═══ Supplied data

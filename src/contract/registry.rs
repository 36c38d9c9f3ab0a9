//! Static table of agent contracts.
//!
//! Each persona declares which artifact types it may read, which it produces,
//! and its ownership level per type. The built-in registry is initialised once
//! and never mutated afterwards, so it is shared freely across concurrent runs.

use appforge_common::{ArtifactType, OwnershipLevel};
use serde::Serialize;
use std::collections::BTreeMap;
use std::sync::{Arc, LazyLock};

use super::schema::{ArtifactSchema, builtin_schemas};

/// Agent identifiers of the built-in personas.
pub mod agent_ids {
    pub const PRODUCT_MANAGER: &str = "alex_pm";
    pub const ARCHITECT: &str = "sam_architect";
    pub const DESIGNER: &str = "jordan_designer";
    pub const BACKEND_ENGINEER: &str = "riley_backend";
    pub const FRONTEND_ENGINEER: &str = "casey_frontend";
    pub const SECURITY_ENGINEER: &str = "taylor_security";
    pub const QA_ENGINEER: &str = "quinn_qa";
    /// The pipeline itself, which records verification results and the manifest.
    pub const ORCHESTRATOR: &str = "orchestrator";
}

/// An artifact type an agent reads or writes, and whether it must be present.
#[derive(Debug, Clone, Copy, PartialEq, Eq, Serialize)]
pub struct ArtifactRequirement {
    pub artifact_type: ArtifactType,
    pub required: bool,
}

/// Static declaration of what one agent may do.
#[derive(Debug, Clone, PartialEq, Eq, Serialize)]
pub struct AgentContract {
    pub agent_id: String,
    pub role: String,
    pub inputs: Vec<ArtifactRequirement>,
    pub outputs: Vec<ArtifactRequirement>,
    /// Documentation only; not mechanically checked.
    pub invariants: Vec<String>,
    /// Documentation only; not mechanically checked.
    pub forbidden_actions: Vec<String>,
    pub ownership: Vec<(ArtifactType, OwnershipLevel)>,
}

impl AgentContract {
    pub fn new(agent_id: &str, role: &str) -> Self {
        Self {
            agent_id: agent_id.to_string(),
            role: role.to_string(),
            inputs: Vec::new(),
            outputs: Vec::new(),
            invariants: Vec::new(),
            forbidden_actions: Vec::new(),
            ownership: Vec::new(),
        }
    }

    pub fn reads(mut self, artifact_type: ArtifactType) -> Self {
        self.inputs.push(ArtifactRequirement {
            artifact_type,
            required: true,
        });
        self
    }

    pub fn reads_optional(mut self, artifact_type: ArtifactType) -> Self {
        self.inputs.push(ArtifactRequirement {
            artifact_type,
            required: false,
        });
        self
    }

    pub fn produces(mut self, artifact_type: ArtifactType) -> Self {
        self.outputs.push(ArtifactRequirement {
            artifact_type,
            required: true,
        });
        self
    }

    pub fn owns(mut self, artifact_type: ArtifactType, level: OwnershipLevel) -> Self {
        self.ownership.push((artifact_type, level));
        self
    }

    pub fn invariant(mut self, text: &str) -> Self {
        self.invariants.push(text.to_string());
        self
    }

    pub fn forbids(mut self, text: &str) -> Self {
        self.forbidden_actions.push(text.to_string());
        self
    }

    pub fn ownership_level(&self, artifact_type: ArtifactType) -> Option<OwnershipLevel> {
        self.ownership
            .iter()
            .find(|(t, _)| *t == artifact_type)
            .map(|(_, level)| *level)
    }
}

/// Read-only lookup of agent contracts and artifact schemas.
#[derive(Debug, Clone, Default)]
pub struct ContractRegistry {
    contracts: BTreeMap<String, AgentContract>,
    schemas: BTreeMap<ArtifactType, ArtifactSchema>,
}

static BUILTIN: LazyLock<Arc<ContractRegistry>> =
    LazyLock::new(|| Arc::new(ContractRegistry::with_builtin_contracts()));

impl ContractRegistry {
    /// An empty registry, for assembling custom contract tables.
    pub fn new() -> Self {
        Self::default()
    }

    /// The process-wide built-in registry.
    pub fn builtin() -> Arc<ContractRegistry> {
        Arc::clone(&BUILTIN)
    }

    pub fn with_contract(mut self, contract: AgentContract) -> Self {
        self.contracts.insert(contract.agent_id.clone(), contract);
        self
    }

    pub fn with_schema(mut self, schema: ArtifactSchema) -> Self {
        self.schemas.insert(schema.artifact_type, schema);
        self
    }

    pub fn contract(&self, agent_id: &str) -> Option<&AgentContract> {
        self.contracts.get(agent_id)
    }

    pub fn contracts(&self) -> impl Iterator<Item = &AgentContract> {
        self.contracts.values()
    }

    pub fn schema(&self, artifact_type: ArtifactType) -> Option<&ArtifactSchema> {
        self.schemas.get(&artifact_type)
    }

    /// The agent's declared ownership level for `artifact_type`, if any.
    pub fn ownership_level(
        &self,
        agent_id: &str,
        artifact_type: ArtifactType,
    ) -> Option<OwnershipLevel> {
        self.contract(agent_id)?.ownership_level(artifact_type)
    }

    /// Like [`Self::ownership_level`], but absent agents or mappings read as
    /// `ReadOnly`.
    pub fn access(&self, agent_id: &str, artifact_type: ArtifactType) -> OwnershipLevel {
        self.ownership_level(agent_id, artifact_type)
            .unwrap_or_default()
    }

    /// Agents that own `artifact_type`.
    pub fn owners_of(&self, artifact_type: ArtifactType) -> Vec<&str> {
        self.contracts
            .values()
            .filter(|c| c.ownership_level(artifact_type) == Some(OwnershipLevel::Owner))
            .map(|c| c.agent_id.as_str())
            .collect()
    }

    fn with_builtin_contracts() -> Self {
        use ArtifactType::*;
        use OwnershipLevel::*;
        use agent_ids::*;

        let mut registry = Self::new();
        for schema in builtin_schemas() {
            registry = registry.with_schema(schema);
        }

        registry
            .with_contract(
                AgentContract::new(PRODUCT_MANAGER, "Product Manager")
                    .produces(Prd)
                    .owns(Prd, Owner)
                    .owns(Architecture, ReadOnly)
                    .owns(UiSpec, ReadOnly)
                    .owns(TestPlan, ReadOnly)
                    .invariant("Every user-facing feature in the prompt appears in the PRD")
                    .forbids("Choosing frameworks or infrastructure"),
            )
            .with_contract(
                AgentContract::new(ARCHITECT, "Software Architect")
                    .reads(Prd)
                    .produces(Architecture)
                    .produces(ApiContract)
                    .owns(Architecture, Owner)
                    .owns(ApiContract, Owner)
                    .owns(Prd, ReadOnly)
                    .invariant("Every PRD feature maps to at least one component")
                    .invariant("Every endpoint in the API contract has a method and a path")
                    .forbids("Changing product scope"),
            )
            .with_contract(
                AgentContract::new(DESIGNER, "Product Designer")
                    .reads(Prd)
                    .reads(Architecture)
                    .reads_optional(ApiContract)
                    .produces(UiSpec)
                    .owns(UiSpec, Owner)
                    .owns(Prd, ReadOnly)
                    .owns(ApiContract, ReadOnly)
                    .invariant("Every screen names the data it displays")
                    .forbids("Adding endpoints to the API contract"),
            )
            .with_contract(
                AgentContract::new(BACKEND_ENGINEER, "Backend Engineer")
                    .reads_optional(Prd)
                    .reads(Architecture)
                    .reads(ApiContract)
                    .produces(BackendSpec)
                    .owns(BackendSpec, Owner)
                    .owns(ApiContract, ProposeOnly)
                    .owns(Architecture, ReadOnly)
                    .invariant("Every API endpoint is served by a service")
                    .forbids("Overwriting the API contract"),
            )
            .with_contract(
                AgentContract::new(FRONTEND_ENGINEER, "Frontend Engineer")
                    .reads_optional(Prd)
                    .reads(UiSpec)
                    .reads(ApiContract)
                    .reads_optional(BackendSpec)
                    .produces(MobileSpec)
                    .owns(MobileSpec, Owner)
                    .owns(UiSpec, ProposeOnly)
                    .owns(ApiContract, ReadOnly)
                    .invariant("Mobile screens are a subset of the UI spec screens")
                    .forbids("Calling endpoints absent from the API contract"),
            )
            .with_contract(
                AgentContract::new(SECURITY_ENGINEER, "Security Engineer")
                    .reads(Architecture)
                    .reads(ApiContract)
                    .reads_optional(BackendSpec)
                    .reads_optional(MobileSpec)
                    .produces(SecurityReport)
                    .owns(SecurityReport, Owner)
                    .owns(ApiContract, ReadOnly)
                    .owns(VerificationResult, ReadOnly)
                    .invariant("Every authenticated endpoint is listed with its auth scheme")
                    .forbids("Suppressing findings"),
            )
            .with_contract(
                AgentContract::new(QA_ENGINEER, "QA Engineer")
                    .reads(Prd)
                    .reads(ApiContract)
                    .reads_optional(UiSpec)
                    .reads_optional(BackendSpec)
                    .reads_optional(SecurityReport)
                    .reads_optional(VerificationResult)
                    .produces(TestPlan)
                    .owns(TestPlan, Owner)
                    .owns(VerificationResult, ProposeOnly)
                    .invariant("Every PRD feature has at least one test case")
                    .forbids("Marking failing checks as passed"),
            )
            .with_contract(
                AgentContract::new(ORCHESTRATOR, "Pipeline Orchestrator")
                    .reads_optional(Prd)
                    .reads_optional(Architecture)
                    .reads_optional(ApiContract)
                    .reads_optional(UiSpec)
                    .reads_optional(BackendSpec)
                    .reads_optional(MobileSpec)
                    .reads_optional(SecurityReport)
                    .reads_optional(TestPlan)
                    .produces(VerificationResult)
                    .produces(RunManifest)
                    .owns(VerificationResult, Owner)
                    .owns(RunManifest, Owner),
            )
    }
}

#[cfg(test)]
mod tests {
    use super::agent_ids::*;
    use super::*;

    #[test]
    fn test_builtin_contracts_present() {
        let registry = ContractRegistry::builtin();
        for id in [
            PRODUCT_MANAGER,
            ARCHITECT,
            DESIGNER,
            BACKEND_ENGINEER,
            FRONTEND_ENGINEER,
            SECURITY_ENGINEER,
            QA_ENGINEER,
            ORCHESTRATOR,
        ] {
            assert!(registry.contract(id).is_some(), "missing contract {}", id);
        }
    }

    #[test]
    fn test_every_artifact_type_has_exactly_one_owner() {
        let registry = ContractRegistry::builtin();
        for t in ArtifactType::ALL {
            assert_eq!(registry.owners_of(t).len(), 1, "owners of {}", t);
        }
    }

    #[test]
    fn test_every_output_is_declared_in_ownership() {
        let registry = ContractRegistry::builtin();
        for contract in registry.contracts() {
            for output in &contract.outputs {
                assert_eq!(
                    contract.ownership_level(output.artifact_type),
                    Some(OwnershipLevel::Owner),
                    "{} produces {} without owning it",
                    contract.agent_id,
                    output.artifact_type
                );
            }
        }
    }

    #[test]
    fn test_access_defaults_to_read_only() {
        let registry = ContractRegistry::builtin();
        assert_eq!(
            registry.access(PRODUCT_MANAGER, ArtifactType::Prd),
            OwnershipLevel::Owner
        );
        assert_eq!(
            registry.access(PRODUCT_MANAGER, ArtifactType::SecurityReport),
            OwnershipLevel::ReadOnly
        );
        assert_eq!(
            registry.access("nobody", ArtifactType::Prd),
            OwnershipLevel::ReadOnly
        );
        assert_eq!(registry.ownership_level("nobody", ArtifactType::Prd), None);
    }

    #[test]
    fn test_builtin_is_shared() {
        let a = ContractRegistry::builtin();
        let b = ContractRegistry::builtin();
        assert!(Arc::ptr_eq(&a, &b));
    }

    #[test]
    fn test_custom_registry() {
        let registry = ContractRegistry::new().with_contract(
            AgentContract::new("solo", "Solo")
                .reads_optional(ArtifactType::Prd)
                .owns(ArtifactType::UiSpec, OwnershipLevel::ProposeOnly),
        );
        let contract = registry.contract("solo").unwrap();
        assert_eq!(contract.inputs.len(), 1);
        assert_eq!(contract.inputs[0].artifact_type, ArtifactType::Prd);
        assert!(!contract.inputs[0].required);
        assert_eq!(
            registry.ownership_level("solo", ArtifactType::UiSpec),
            Some(OwnershipLevel::ProposeOnly)
        );
        assert!(registry.schema(ArtifactType::Prd).is_none());
    }
}
use appforge_common::{ArtifactType, OwnershipLevel, RunStatus};
use chrono::{DateTime, Utc};
use serde_json::Value;
use std::collections::BTreeMap;
use std::sync::Arc;

use super::Artifact;
use super::manifest::{ManifestEntry, RunManifest};
use crate::contract::ContractRegistry;

/// In-memory artifact storage for a single run, keyed by artifact type.
///
/// At most one artifact per type exists at a time. The store never rejects a
/// write; callers check contracts before calling [`ArtifactStore::put`].
#[derive(Debug, Clone)]
pub struct ArtifactStore {
    run_id: String,
    created_at: DateTime<Utc>,
    registry: Arc<ContractRegistry>,
    artifacts: BTreeMap<ArtifactType, Artifact>,
}

impl ArtifactStore {
    pub fn new(run_id: &str, registry: Arc<ContractRegistry>) -> Self {
        Self {
            run_id: run_id.to_string(),
            created_at: Utc::now(),
            registry,
            artifacts: BTreeMap::new(),
        }
    }

    pub fn run_id(&self) -> &str {
        &self.run_id
    }

    pub fn created_at(&self) -> DateTime<Utc> {
        self.created_at
    }

    /// Store `data` as the current `artifact_type` artifact.
    ///
    /// An existing artifact is replaced wholesale with its version bumped;
    /// otherwise a new artifact starts at version 1.
    pub fn put(&mut self, artifact_type: ArtifactType, data: Value, created_by: &str) -> &Artifact {
        let artifact = match self.artifacts.remove(&artifact_type) {
            Some(previous) => Artifact {
                artifact_type,
                data,
                created_by: created_by.to_string(),
                created_at: previous.created_at,
                updated_at: Utc::now(),
                version: previous.version + 1,
            },
            None => Artifact::new(artifact_type, data, created_by),
        };

        tracing::debug!(
            run_id = %self.run_id,
            artifact = %artifact_type,
            version = artifact.version,
            created_by,
            "stored artifact"
        );

        self.artifacts.entry(artifact_type).or_insert(artifact)
    }

    pub fn get(&self, artifact_type: ArtifactType) -> Option<&Value> {
        self.artifacts.get(&artifact_type).map(|a| &a.data)
    }

    pub fn artifact(&self, artifact_type: ArtifactType) -> Option<&Artifact> {
        self.artifacts.get(&artifact_type)
    }

    pub fn has(&self, artifact_type: ArtifactType) -> bool {
        self.artifacts.contains_key(&artifact_type)
    }

    /// The agent's ownership level for `artifact_type` from the contract
    /// registry, `ReadOnly` when undeclared.
    pub fn get_access(&self, agent_id: &str, artifact_type: ArtifactType) -> OwnershipLevel {
        self.registry.access(agent_id, artifact_type)
    }

    /// Stored artifact types, in pipeline order.
    pub fn types(&self) -> Vec<ArtifactType> {
        self.artifacts.keys().copied().collect()
    }

    pub fn len(&self) -> usize {
        self.artifacts.len()
    }

    pub fn is_empty(&self) -> bool {
        self.artifacts.is_empty()
    }

    /// Copy of every stored payload.
    pub fn snapshot(&self) -> BTreeMap<ArtifactType, Value> {
        self.artifacts
            .iter()
            .map(|(t, a)| (*t, a.data.clone()))
            .collect()
    }

    /// Summarize the stored artifacts under `status`.
    ///
    /// Terminal statuses are stamped with a finish time.
    pub fn build_manifest(&self, status: RunStatus) -> RunManifest {
        let artifacts = self
            .artifacts
            .values()
            .map(|a| ManifestEntry {
                artifact_type: a.artifact_type,
                version: a.version,
                created_by: a.created_by.clone(),
                updated_at: a.updated_at,
                digest: a.digest(),
            })
            .collect();

        RunManifest {
            run_id: self.run_id.clone(),
            project_name: None,
            status,
            created_at: self.created_at,
            finished_at: status.is_terminal().then(Utc::now),
            artifacts,
        }
    }

    /// Drop every artifact of the run.
    pub fn reset(&mut self) {
        tracing::debug!(run_id = %self.run_id, count = self.artifacts.len(), "reset artifact store");
        self.artifacts.clear();
    }

    pub fn into_data(self) -> BTreeMap<ArtifactType, Value> {
        self.artifacts
            .into_iter()
            .map(|(t, a)| (t, a.data))
            .collect()
    }
}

══════

• Work instruction
Say how many lines above include "least". The number alone is the answer.

• Answer box
2